*** MATERIAL FOR THIS EXERCISE

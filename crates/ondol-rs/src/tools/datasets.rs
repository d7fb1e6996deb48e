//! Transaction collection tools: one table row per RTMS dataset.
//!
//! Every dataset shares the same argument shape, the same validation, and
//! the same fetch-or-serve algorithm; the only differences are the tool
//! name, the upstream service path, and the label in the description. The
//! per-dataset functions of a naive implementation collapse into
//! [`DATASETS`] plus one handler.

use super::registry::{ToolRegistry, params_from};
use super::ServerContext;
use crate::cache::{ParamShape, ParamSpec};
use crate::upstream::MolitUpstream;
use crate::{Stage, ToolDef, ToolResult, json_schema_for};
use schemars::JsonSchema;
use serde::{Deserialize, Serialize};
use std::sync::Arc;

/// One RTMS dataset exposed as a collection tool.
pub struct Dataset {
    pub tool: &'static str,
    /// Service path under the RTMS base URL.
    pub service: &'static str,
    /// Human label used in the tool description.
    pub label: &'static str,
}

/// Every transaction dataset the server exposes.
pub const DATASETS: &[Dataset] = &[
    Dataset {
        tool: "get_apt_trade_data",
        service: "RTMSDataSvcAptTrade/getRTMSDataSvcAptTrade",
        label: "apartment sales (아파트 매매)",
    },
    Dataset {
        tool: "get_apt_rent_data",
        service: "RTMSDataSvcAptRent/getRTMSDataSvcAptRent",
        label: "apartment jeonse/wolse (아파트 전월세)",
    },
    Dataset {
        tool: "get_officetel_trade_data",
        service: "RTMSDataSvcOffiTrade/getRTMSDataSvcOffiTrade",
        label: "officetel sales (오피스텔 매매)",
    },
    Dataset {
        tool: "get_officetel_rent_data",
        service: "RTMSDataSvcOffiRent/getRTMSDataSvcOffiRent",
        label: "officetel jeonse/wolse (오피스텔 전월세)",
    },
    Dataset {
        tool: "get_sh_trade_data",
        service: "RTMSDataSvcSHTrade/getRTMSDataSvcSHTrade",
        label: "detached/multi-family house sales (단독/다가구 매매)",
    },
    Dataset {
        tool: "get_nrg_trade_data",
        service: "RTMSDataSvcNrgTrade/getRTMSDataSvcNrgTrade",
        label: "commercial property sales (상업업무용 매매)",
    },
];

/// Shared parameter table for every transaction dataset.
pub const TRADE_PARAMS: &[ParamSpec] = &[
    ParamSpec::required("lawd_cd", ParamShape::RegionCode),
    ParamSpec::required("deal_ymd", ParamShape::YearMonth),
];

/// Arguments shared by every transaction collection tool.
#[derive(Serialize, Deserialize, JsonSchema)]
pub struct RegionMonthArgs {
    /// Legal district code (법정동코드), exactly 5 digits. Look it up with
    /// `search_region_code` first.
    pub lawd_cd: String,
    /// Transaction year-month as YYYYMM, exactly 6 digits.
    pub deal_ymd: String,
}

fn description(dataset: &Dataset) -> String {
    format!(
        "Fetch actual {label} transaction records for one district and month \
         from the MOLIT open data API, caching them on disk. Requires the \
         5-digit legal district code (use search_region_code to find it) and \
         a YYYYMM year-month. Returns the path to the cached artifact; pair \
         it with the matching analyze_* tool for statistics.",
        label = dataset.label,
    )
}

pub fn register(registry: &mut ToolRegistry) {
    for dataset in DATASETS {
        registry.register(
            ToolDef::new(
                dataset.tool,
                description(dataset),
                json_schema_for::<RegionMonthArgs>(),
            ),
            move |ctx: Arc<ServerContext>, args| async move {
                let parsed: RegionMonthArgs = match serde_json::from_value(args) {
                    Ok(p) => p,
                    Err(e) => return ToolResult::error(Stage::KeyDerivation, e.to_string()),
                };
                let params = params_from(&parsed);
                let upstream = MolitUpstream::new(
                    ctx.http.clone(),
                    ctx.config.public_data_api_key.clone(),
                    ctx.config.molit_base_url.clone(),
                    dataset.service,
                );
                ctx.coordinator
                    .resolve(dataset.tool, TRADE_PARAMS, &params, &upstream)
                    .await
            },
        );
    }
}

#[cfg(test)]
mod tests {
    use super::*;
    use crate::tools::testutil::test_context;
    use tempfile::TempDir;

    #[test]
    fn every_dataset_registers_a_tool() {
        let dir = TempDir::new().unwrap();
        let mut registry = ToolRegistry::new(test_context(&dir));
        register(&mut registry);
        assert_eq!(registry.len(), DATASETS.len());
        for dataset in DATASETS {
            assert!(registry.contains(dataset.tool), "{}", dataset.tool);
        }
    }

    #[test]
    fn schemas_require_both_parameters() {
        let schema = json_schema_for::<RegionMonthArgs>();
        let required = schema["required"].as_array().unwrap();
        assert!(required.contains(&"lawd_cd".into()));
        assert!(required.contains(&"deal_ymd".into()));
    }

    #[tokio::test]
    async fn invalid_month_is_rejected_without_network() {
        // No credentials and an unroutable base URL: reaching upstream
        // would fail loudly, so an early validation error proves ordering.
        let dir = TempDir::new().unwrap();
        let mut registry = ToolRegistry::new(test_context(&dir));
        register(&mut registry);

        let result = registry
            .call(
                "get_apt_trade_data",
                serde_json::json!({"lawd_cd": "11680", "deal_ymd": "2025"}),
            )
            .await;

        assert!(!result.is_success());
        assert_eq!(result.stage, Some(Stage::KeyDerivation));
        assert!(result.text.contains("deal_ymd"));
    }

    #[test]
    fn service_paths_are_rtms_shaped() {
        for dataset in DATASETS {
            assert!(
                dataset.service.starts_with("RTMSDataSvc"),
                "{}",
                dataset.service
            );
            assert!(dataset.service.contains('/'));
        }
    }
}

******

* WHAT NEEDS TO BE DONE: Word for word, restate the lines above from the line containing "same validation, and" through the line containing "use std::sync::Arc;", with both included and nothing else.

* SOLUTION FOR THIS PROBLEM:
//! Every dataset shares the same argument shape, the same validation, and
//! the same fetch-or-serve algorithm; the only differences are the tool
//! name, the upstream service path, and the label in the description. The
//! per-dataset functions of a naive implementation collapse into
//! [`DATASETS`] plus one handler.

use super::registry::{ToolRegistry, params_from};
use super::ServerContext;
use crate::cache::{ParamShape, ParamSpec};
use crate::upstream::MolitUpstream;
use crate::{Stage, ToolDef, ToolResult, json_schema_for};
use schemars::JsonSchema;
use serde::{Deserialize, Serialize};
use std::sync::Arc;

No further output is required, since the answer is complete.